Description
Do you want to request a feature or report a bug? Feature
(If this is a usage question, please do not post it here—post it on gitter. If this is not a “feature” or a “bug”, or the phrase “How do I...?” applies, then it's probably a usage question.)
What is the current behavior?
No type info for the schema of used database.
What is the expected behavior?
Moar typez.
Basic idea
The library provides an empty interface:
export interface FirebaseRtdbSchema { }
Developer has his own types for the schema. Not related to the lib in any way, he can do whatever he wants.
// some helpers
type RtdbUid<T> = string & { __UID_FOR__: T }
type FirebaseRecord<T> = Record<RtdbUid<T>, T>
type FirebaseKvPair<T> = { key: RtdbUid<T>, value: T }
type FirebaseKvPairs<T> = Array<FirebaseKvPair<T>>
interface RtdbUser {
avatarUrl: string
displayName: string
email: string
}
interface RtdbGameScore {
score: number
size: number
speed: number
user: RtdbUid<RtdbUser>
userDisplayName: string
}
interface RtdbSchema {
users: FirebaseRecord<RtdbUser>
gameScores: FirebaseRecord<RtdbGameScore>
}
Developer creates a .d.ts
file where he extends the existing typings by merging in his own schema:
// make react-redux-firebase aware of the schema, globally
import 'react-redux-firebase'
declare module 'react-redux-firebase' {
export interface FirebaseRtdbSchema extends RtdbSchema { }
}
Various methods and properties in the library can now use FirebaseRtdbSchema
to bring more type safety by having a generic fnName<T extends Record<string, any> = FirebaseRtdbSchema>
. If the developer doesn't provide anything, the globally declared schema is used; overriding mechanism allows for having multiple databases and such for advanced use cases.

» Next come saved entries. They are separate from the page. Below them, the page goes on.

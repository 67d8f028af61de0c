//! Undirected multigraph of named nodes joined by resistor/capacitor branches.
//!
//! Every graph owns a ground node, created by [`CircuitGraph::new`] and never
//! removed. Ground is a sink: [`CircuitTopology::outgoing_branches`] on ground
//! is always empty, so traversals may arrive at ground but never pass through
//! it.

use std::collections::HashMap;
use std::fmt;

use crate::math::Scalar;

use super::component::{Component, ComponentKind};
use super::filter::ResistorView;

/// Name given to the ground node.
pub const GROUND_NAME: &str = "gnd";

/// Opaque node handle, valid only for the graph that issued it.
#[derive(Debug, Clone, Copy, PartialEq, Eq, PartialOrd, Ord, Hash)]
pub struct NodeId(usize);

impl NodeId {
    pub(crate) const fn from_index(index: usize) -> Self {
        Self(index)
    }

    /// Dense index of this node, usable to index per-node tables.
    #[must_use]
    pub const fn index(self) -> usize {
        self.0
    }
}

impl fmt::Display for NodeId {
    fn fmt(&self, f: &mut fmt::Formatter<'_>) -> fmt::Result {
        write!(f, "n{}", self.0)
    }
}

/// Opaque branch handle, valid only for the graph that issued it.
#[derive(Debug, Clone, Copy, PartialEq, Eq, PartialOrd, Ord, Hash)]
pub struct BranchId(usize);

impl BranchId {
    /// Dense index of this branch.
    #[must_use]
    pub const fn index(self) -> usize {
        self.0
    }
}

/// A component connecting two nodes. Direction is not meaningful; `a`/`b`
/// only record the order given at insertion.
#[derive(Debug, Clone, Copy, PartialEq)]
pub struct Branch {
    a: NodeId,
    b: NodeId,
    component: Component,
}

impl Branch {
    /// Both endpoints, in insertion order.
    #[must_use]
    pub const fn endpoints(&self) -> (NodeId, NodeId) {
        (self.a, self.b)
    }

    /// The component this branch carries.
    #[must_use]
    pub const fn component(&self) -> &Component {
        &self.component
    }

    /// The endpoint opposite `from`. For a self-loop this is `from` itself.
    ///
    /// # Panics
    /// If `from` is not an endpoint of this branch.
    #[must_use]
    pub fn opposite(&self, from: NodeId) -> NodeId {
        if from == self.a {
            self.b
        } else {
            assert_eq!(from, self.b, "node {from} is not an endpoint of this branch");
            self.a
        }
    }
}

/// One edge of an extracted netlist, keyed by node names.
#[cfg_attr(feature = "serde", derive(serde::Serialize, serde::Deserialize))]
#[derive(Debug, Clone, PartialEq)]
pub struct EdgeRecord {
    /// First terminal.
    pub from: String,
    /// Second terminal.
    pub to: String,
    /// Resistor or capacitor.
    pub kind: ComponentKind,
    /// Value in ohms or farads.
    pub value: Scalar,
}

impl EdgeRecord {
    /// Convenience constructor.
    #[must_use]
    pub fn new(
        from: impl Into<String>,
        to: impl Into<String>,
        kind: ComponentKind,
        value: Scalar,
    ) -> Self {
        Self {
            from: from.into(),
            to: to.into(),
            kind,
            value,
        }
    }
}

/// Read-only graph interface shared by [`CircuitGraph`] and its filtered views.
///
/// Algorithms are written against this trait so they run unchanged on the
/// full circuit or on a projection of it.
pub trait CircuitTopology {
    /// Number of nodes, ground included. Node indices are `0..node_count()`.
    fn node_count(&self) -> usize;

    /// The distinguished ground node.
    fn ground(&self) -> NodeId;

    /// Branches leaving `node`, in insertion order. Empty for ground.
    fn outgoing_branches(&self, node: NodeId) -> impl Iterator<Item = BranchId> + '_;

    /// Branch payload and endpoints.
    fn branch(&self, id: BranchId) -> &Branch;

    /// Every branch visible through this topology, in insertion order.
    fn branch_ids(&self) -> impl Iterator<Item = BranchId> + '_;

    /// Display name of `node`.
    fn node_name(&self, node: NodeId) -> &str;

    /// Component carried by `id`.
    fn component(&self, id: BranchId) -> &Component {
        self.branch(id).component()
    }
}

/// Circuit graph with insertion-ordered nodes and branches.
#[derive(Debug, Clone)]
pub struct CircuitGraph {
    names: Vec<String>,
    branches: Vec<Branch>,
    incidence: Vec<Vec<BranchId>>,
    by_name: HashMap<String, NodeId>,
    ground: NodeId,
}

impl CircuitGraph {
    /// Creates a graph holding only the ground node.
    #[must_use]
    pub fn new() -> Self {
        let mut graph = Self {
            names: Vec::new(),
            branches: Vec::new(),
            incidence: Vec::new(),
            by_name: HashMap::new(),
            ground: NodeId(0),
        };
        graph.ground = graph.add_node(GROUND_NAME);
        graph
    }

    /// Builds a graph from a stream of edge records.
    #[must_use]
    pub fn from_records<'a, I>(records: I) -> Self
    where
        I: IntoIterator<Item = &'a EdgeRecord>,
    {
        let mut graph = Self::new();
        for record in records {
            graph.add_record(record);
        }
        graph
    }

    /// Appends a node. Names need not be unique; name lookup resolves to the
    /// first node registered under a name.
    pub fn add_node(&mut self, name: impl Into<String>) -> NodeId {
        let id = NodeId(self.names.len());
        let name = name.into();
        self.by_name.entry(name.clone()).or_insert(id);
        self.names.push(name);
        self.incidence.push(Vec::new());
        id
    }

    /// Appends a branch between `a` and `b`. Parallel branches and self-loops
    /// are accepted as given.
    ///
    /// # Panics
    /// If either node id does not belong to this graph.
    pub fn add_branch(&mut self, a: NodeId, b: NodeId, component: Component) -> BranchId {
        self.check_node(a);
        self.check_node(b);
        let id = BranchId(self.branches.len());
        self.branches.push(Branch { a, b, component });
        self.incidence[a.0].push(id);
        if a != b {
            self.incidence[b.0].push(id);
        }
        id
    }

    /// Adds the branch described by `record`, creating nodes for names not
    /// seen before. `gnd` and `0` both name ground.
    pub fn add_record(&mut self, record: &EdgeRecord) -> BranchId {
        let a = self.resolve(&record.from);
        let b = self.resolve(&record.to);
        self.add_branch(a, b, Component::from_kind(record.kind, record.value))
    }

    /// Looks a node up by name.
    #[must_use]
    pub fn find_node(&self, name: &str) -> Option<NodeId> {
        if name == "0" {
            return Some(self.ground);
        }
        self.by_name.get(name).copied()
    }

    /// All incident branches of `node`, ground included, in insertion order.
    /// Unlike [`CircuitTopology::outgoing_branches`] this does not treat
    /// ground as a sink.
    #[must_use]
    pub fn incident_branches(&self, node: NodeId) -> &[BranchId] {
        &self.incidence[node.0]
    }

    /// Node ids in insertion order (ground first).
    pub fn nodes(&self) -> impl Iterator<Item = NodeId> + '_ {
        (0..self.names.len()).map(NodeId)
    }

    /// Number of branches.
    #[must_use]
    pub fn branch_count(&self) -> usize {
        self.branches.len()
    }

    /// Resistor-only projection of this graph.
    #[must_use]
    pub fn resistors_only(&self) -> ResistorView<'_> {
        ResistorView::new(self)
    }

    fn resolve(&mut self, name: &str) -> NodeId {
        match self.find_node(name) {
            Some(id) => id,
            None => self.add_node(name),
        }
    }

    fn check_node(&self, node: NodeId) {
        assert!(
            node.0 < self.names.len(),
            "node {node} does not belong to this graph ({} nodes)",
            self.names.len()
        );
    }
}

impl Default for CircuitGraph {
    fn default() -> Self {
        Self::new()
    }
}

impl CircuitTopology for CircuitGraph {
    fn node_count(&self) -> usize {
        self.names.len()
    }

    fn ground(&self) -> NodeId {
        self.ground
    }

    fn outgoing_branches(&self, node: NodeId) -> impl Iterator<Item = BranchId> + '_ {
        let incident: &[BranchId] = if node == self.ground {
            &[]
        } else {
            &self.incidence[node.0]
        };
        incident.iter().copied()
    }

    fn branch(&self, id: BranchId) -> &Branch {
        &self.branches[id.0]
    }

    fn branch_ids(&self) -> impl Iterator<Item = BranchId> + '_ {
        (0..self.branches.len()).map(BranchId)
    }

    fn node_name(&self, node: NodeId) -> &str {
        &self.names[node.0]
    }
}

Leveraging this means that the developer gets things like the following autocompletion.
Nested keys
When the lib requires specifying a path such as foo
, foo.bar
or foo/bar
, we can provide a simple .join('/')
function which has some magic types:
function chainOfKeys <
T extends Record<string, any> = Schema,
K1 extends keyof T = keyof T,
K2 extends (T[K1] extends Record<string, any> ? keyof T[K1] : never) = keyof T[K1],
K3 extends (T[K1][K2] extends Record<string, any> ? keyof T[K1][K2] : never) = keyof T[K1][K2],
K4 extends (T[K1][K2][K3] extends Record<string, any> ? keyof T[K1][K2][K3] : never) = keyof T[K1][K2][K3],
> (keys: [K1] | [K1, K2] | [K1, K2, K3, K4]) {
return keys.join('.')
}
Or, we can build this idea into the existing functions which accept such path. This will allow proper type checking of nested keys.
interface Schema {
one: string
two: {
two_one: string
}
three: {
three_one: {
three_one_one: {
three_one_one_one: string
three_one_one_two: string
}
}
}
}
chainOfKeys(['one'])
chainOfKeys(['one', 'two']) // oops
chainOfKeys(['two'])
chainOfKeys(['two', 'two_one'])
chainOfKeys(['three', 'three_one', 'three_one_one', 'tree_one_one_two']) // oops (can you see it?)
Query params
Similarly, we can bring more types to the current query thingy. Strings that are being parsed later don't play well with TypeScript: we need more semantics than that. We'd have to make some sort of query builder, like the following.
const queryParams = queryBuilder.orderByChild('score').fluentApi('likeThis')
This would return some type such as Query<'score', 'likeThis'>
which could be further used to check if score
and likeThis
are valid keys from the schema.
What about the rest?
I'm still exploring Firebase so some of these ideas might be naive because only work in very basic cases, so please tell me downsides and cases that this wouldn't cover.
Of course, this idea isn't only for Real Time Database (RTDB), but for all other similar things that Firebase has to offer.